## What is needed
Give every entry again, exactly.

BEGIN Listed entries

//! Logical canvas space <-> display pixels <-> backing pixels.
//!
//! Input events arrive in display pixels relative to the viewport. The [`CoordinateMapper`] turns
//! them into logical points using the display rectangle current at the time of the event. The
//! [`BackingTransform`] then takes logical points into backing-buffer pixels; one instance is
//! computed per buffer allocation and shared by every layer so paint and outline never drift.

use crate::foundation::core::{Affine, DisplayRect, LogicalSize, Point};
use crate::foundation::error::{ColorbookError, ColorbookResult};

/// Largest backing-buffer dimension accepted on either axis.
pub const MAX_BACKING_DIM: u32 = 16_384;

/// Maps device-space pointer positions onto the logical canvas.
#[derive(Clone, Copy, Debug, PartialEq)]
pub struct CoordinateMapper {
    logical: LogicalSize,
}

impl CoordinateMapper {
    /// Mapper for a fixed logical canvas size.
    pub fn new(logical: LogicalSize) -> Self {
        Self { logical }
    }

    /// Logical canvas size this mapper targets.
    pub fn logical(&self) -> LogicalSize {
        self.logical
    }

    /// Map a client-space position into logical space.
    ///
    /// `display` must be the canvas rectangle as it is right now; callers re-query it per event.
    /// A missing position or an unusable display rectangle yields `(0, 0)`.
    pub fn to_logical(&self, client: Option<Point>, display: DisplayRect) -> Point {
        let Some(client) = client else {
            return Point::ORIGIN;
        };
        if !client.x.is_finite() || !client.y.is_finite() || !display.is_usable() {
            return Point::ORIGIN;
        }
        let x = (client.x - display.x) / display.width * f64::from(self.logical.width);
        let y = (client.y - display.y) / display.height * f64::from(self.logical.height);
        Point::new(x, y)
    }

    /// Inverse of [`Self::to_logical`] for a usable display rectangle.
    pub fn to_client(&self, logical: Point, display: DisplayRect) -> Point {
        Point::new(
            display.x + logical.x / f64::from(self.logical.width) * display.width,
            display.y + logical.y / f64::from(self.logical.height) * display.height,
        )
    }
}

/// Logical -> backing-pixel transform shared by all layers of one allocation.
#[derive(Clone, Copy, Debug, PartialEq)]
pub struct BackingTransform {
    logical: LogicalSize,
    dpr: f64,
    width: u32,
    height: u32,
}

impl BackingTransform {
    /// Compute buffer dimensions for `logical * dpr`.
    ///
    /// A non-finite or non-positive ratio is treated as `1.0`.
    pub fn new(logical: LogicalSize, dpr: f64) -> ColorbookResult<Self> {
        let dpr = if dpr.is_finite() && dpr > 0.0 {
            dpr
        } else {
            tracing::debug!(dpr, "unusable device pixel ratio, falling back to 1.0");
            1.0
        };

        fn dim(logical: u32, dpr: f64) -> ColorbookResult<u32> {
            let v = (f64::from(logical) * dpr).round().max(1.0);
            if v > f64::from(MAX_BACKING_DIM) {
                return Err(ColorbookError::validation(format!(
                    "backing buffer dimension {v} exceeds {MAX_BACKING_DIM}"
                )));
            }
            Ok(v as u32)
        }

        Ok(Self {
            logical,
            dpr,
            width: dim(logical.width, dpr)?,
            height: dim(logical.height, dpr)?,
        })
    }

    /// Logical canvas size.
    pub fn logical(&self) -> LogicalSize {
        self.logical
    }

    /// Device pixel ratio this allocation was made for.
    pub fn dpr(&self) -> f64 {
        self.dpr
    }

    /// Backing buffer width in pixels.
    pub fn width(&self) -> u32 {
        self.width
    }

    /// Backing buffer height in pixels.
    pub fn height(&self) -> u32 {
        self.height
    }

    /// Horizontal scale from logical units to backing pixels.
    pub fn scale_x(&self) -> f64 {
        f64::from(self.width) / f64::from(self.logical.width)
    }

    /// Vertical scale from logical units to backing pixels.
    pub fn scale_y(&self) -> f64 {
        f64::from(self.height) / f64::from(self.logical.height)
    }

    /// The transform as an affine map, for handing to rasterizers.
    pub fn affine(&self) -> Affine {
        Affine::scale_non_uniform(self.scale_x(), self.scale_y())
    }

    /// Logical point -> continuous backing-pixel coordinates.
    pub fn to_backing(&self, p: Point) -> Point {
        Point::new(p.x * self.scale_x(), p.y * self.scale_y())
    }

    /// Backing-pixel coordinates -> logical point.
    pub fn to_logical(&self, p: Point) -> Point {
        Point::new(p.x / self.scale_x(), p.y / self.scale_y())
    }

    /// Logical point -> integer pixel `(round(x), round(y))`, or `None` outside the buffer.
    pub fn to_pixel(&self, p: Point) -> Option<(u32, u32)> {
        let b = self.to_backing(p);
        if !b.x.is_finite() || !b.y.is_finite() {
            return None;
        }
        let x = b.x.round();
        let y = b.y.round();
        if x < 0.0 || y < 0.0 || x >= f64::from(self.width) || y >= f64::from(self.height) {
            return None;
        }
        Some((x as u32, y as u32))
    }

    /// `true` when `other` allocates buffers of the same dimensions.
    pub fn same_buffer_size(&self, other: &Self) -> bool {
        self.width == other.width && self.height == other.height
    }
}

#[cfg(test)]
#[path = "../../tests/unit/view/mapper.rs"]
mod tests;
use std::time::{Duration, Instant};

/// Coalesces bursts of resize notifications into one deferred application.
///
/// Every notification pushes the deadline to `now + delay`; [`ResizeDebouncer::poll`] reports
/// readiness once a poll happens at or after the deadline.
#[derive(Clone, Debug)]
pub struct ResizeDebouncer {
    delay: Duration,
    deadline: Option<Instant>,
}

impl ResizeDebouncer {
    /// Debouncer with the given quiet period.
    pub fn new(delay: Duration) -> Self {
        Self {
            delay,
            deadline: None,
        }
    }

    /// Quiet period that must elapse after the last notification.
    pub fn delay(&self) -> Duration {
        self.delay
    }

    /// Record a resize notification at `now`.
    pub fn notify(&mut self, now: Instant) {
        self.deadline = Some(now + self.delay);
    }

    /// `true` while a notification is waiting to be applied.
    pub fn is_pending(&self) -> bool {
        self.deadline.is_some()
    }

    /// Return `true` exactly once per burst, when `now` has reached the deadline.
    pub fn poll(&mut self, now: Instant) -> bool {
        match self.deadline {
            Some(deadline) if now >= deadline => {
                self.deadline = None;
                true
            }
            _ => false,
        }
    }

    /// Drop any pending notification.
    pub fn cancel(&mut self) {
        self.deadline = None;
    }
}

#[cfg(test)]
#[path = "../../tests/unit/view/resize.rs"]
mod tests;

END Listed entries

## Exercise solution
//! Logical canvas space <-> display pixels <-> backing pixels.
//!
//! Input events arrive in display pixels relative to the viewport. The [`CoordinateMapper`] turns
//! them into logical points using the display rectangle current at the time of the event. The
//! [`BackingTransform`] then takes logical points into backing-buffer pixels; one instance is
//! computed per buffer allocation and shared by every layer so paint and outline never drift.

use crate::foundation::core::{Affine, DisplayRect, LogicalSize, Point};
use crate::foundation::error::{ColorbookError, ColorbookResult};

/// Largest backing-buffer dimension accepted on either axis.
pub const MAX_BACKING_DIM: u32 = 16_384;

/// Maps device-space pointer positions onto the logical canvas.
#[derive(Clone, Copy, Debug, PartialEq)]
pub struct CoordinateMapper {
    logical: LogicalSize,
}

impl CoordinateMapper {
    /// Mapper for a fixed logical canvas size.
    pub fn new(logical: LogicalSize) -> Self {
        Self { logical }
    }

    /// Logical canvas size this mapper targets.
    pub fn logical(&self) -> LogicalSize {
        self.logical
    }

    /// Map a client-space position into logical space.
    ///
    /// `display` must be the canvas rectangle as it is right now; callers re-query it per event.
    /// A missing position or an unusable display rectangle yields `(0, 0)`.
    pub fn to_logical(&self, client: Option<Point>, display: DisplayRect) -> Point {
        let Some(client) = client else {
            return Point::ORIGIN;
        };
        if !client.x.is_finite() || !client.y.is_finite() || !display.is_usable() {
            return Point::ORIGIN;
        }
        let x = (client.x - display.x) / display.width * f64::from(self.logical.width);
        let y = (client.y - display.y) / display.height * f64::from(self.logical.height);
        Point::new(x, y)
    }

    /// Inverse of [`Self::to_logical`] for a usable display rectangle.
    pub fn to_client(&self, logical: Point, display: DisplayRect) -> Point {
        Point::new(
            display.x + logical.x / f64::from(self.logical.width) * display.width,
            display.y + logical.y / f64::from(self.logical.height) * display.height,
        )
    }
}

/// Logical -> backing-pixel transform shared by all layers of one allocation.
#[derive(Clone, Copy, Debug, PartialEq)]
pub struct BackingTransform {
    logical: LogicalSize,
    dpr: f64,
    width: u32,
    height: u32,
}

impl BackingTransform {
    /// Compute buffer dimensions for `logical * dpr`.
    ///
    /// A non-finite or non-positive ratio is treated as `1.0`.
    pub fn new(logical: LogicalSize, dpr: f64) -> ColorbookResult<Self> {
        let dpr = if dpr.is_finite() && dpr > 0.0 {
            dpr
        } else {
            tracing::debug!(dpr, "unusable device pixel ratio, falling back to 1.0");
            1.0
        };

        fn dim(logical: u32, dpr: f64) -> ColorbookResult<u32> {
            let v = (f64::from(logical) * dpr).round().max(1.0);
            if v > f64::from(MAX_BACKING_DIM) {
                return Err(ColorbookError::validation(format!(
                    "backing buffer dimension {v} exceeds {MAX_BACKING_DIM}"
                )));
            }
            Ok(v as u32)
        }

        Ok(Self {
            logical,
            dpr,
            width: dim(logical.width, dpr)?,
            height: dim(logical.height, dpr)?,
        })
    }

    /// Logical canvas size.
    pub fn logical(&self) -> LogicalSize {
        self.logical
    }

    /// Device pixel ratio this allocation was made for.
    pub fn dpr(&self) -> f64 {
        self.dpr
    }

    /// Backing buffer width in pixels.
    pub fn width(&self) -> u32 {
        self.width
    }

    /// Backing buffer height in pixels.
    pub fn height(&self) -> u32 {
        self.height
    }

    /// Horizontal scale from logical units to backing pixels.
    pub fn scale_x(&self) -> f64 {
        f64::from(self.width) / f64::from(self.logical.width)
    }

    /// Vertical scale from logical units to backing pixels.
    pub fn scale_y(&self) -> f64 {
        f64::from(self.height) / f64::from(self.logical.height)
    }

    /// The transform as an affine map, for handing to rasterizers.
    pub fn affine(&self) -> Affine {
        Affine::scale_non_uniform(self.scale_x(), self.scale_y())
    }

    /// Logical point -> continuous backing-pixel coordinates.
    pub fn to_backing(&self, p: Point) -> Point {
        Point::new(p.x * self.scale_x(), p.y * self.scale_y())
    }

    /// Backing-pixel coordinates -> logical point.
    pub fn to_logical(&self, p: Point) -> Point {
        Point::new(p.x / self.scale_x(), p.y / self.scale_y())
    }

    /// Logical point -> integer pixel `(round(x), round(y))`, or `None` outside the buffer.
    pub fn to_pixel(&self, p: Point) -> Option<(u32, u32)> {
        let b = self.to_backing(p);
        if !b.x.is_finite() || !b.y.is_finite() {
            return None;
        }
        let x = b.x.round();
        let y = b.y.round();
        if x < 0.0 || y < 0.0 || x >= f64::from(self.width) || y >= f64::from(self.height) {
            return None;
        }
        Some((x as u32, y as u32))
    }

    /// `true` when `other` allocates buffers of the same dimensions.
    pub fn same_buffer_size(&self, other: &Self) -> bool {
        self.width == other.width && self.height == other.height
    }
}

#[cfg(test)]
#[path = "../../tests/unit/view/mapper.rs"]
mod tests;
use std::time::{Duration, Instant};

/// Coalesces bursts of resize notifications into one deferred application.
///
/// Every notification pushes the deadline to `now + delay`; [`ResizeDebouncer::poll`] reports
/// readiness once a poll happens at or after the deadline.
#[derive(Clone, Debug)]
pub struct ResizeDebouncer {
    delay: Duration,
    deadline: Option<Instant>,
}

impl ResizeDebouncer {
    /// Debouncer with the given quiet period.
    pub fn new(delay: Duration) -> Self {
        Self {
            delay,
            deadline: None,
        }
    }

    /// Quiet period that must elapse after the last notification.
    pub fn delay(&self) -> Duration {
        self.delay
    }

    /// Record a resize notification at `now`.
    pub fn notify(&mut self, now: Instant) {
        self.deadline = Some(now + self.delay);
    }

    /// `true` while a notification is waiting to be applied.
    pub fn is_pending(&self) -> bool {
        self.deadline.is_some()
    }

    /// Return `true` exactly once per burst, when `now` has reached the deadline.
    pub fn poll(&mut self, now: Instant) -> bool {
        match self.deadline {
            Some(deadline) if now >= deadline => {
                self.deadline = None;
                true
            }
            _ => false,
        }
    }

    /// Drop any pending notification.
    pub fn cancel(&mut self) {
        self.deadline = None;
    }
}

#[cfg(test)]
#[path = "../../tests/unit/view/resize.rs"]
mod tests;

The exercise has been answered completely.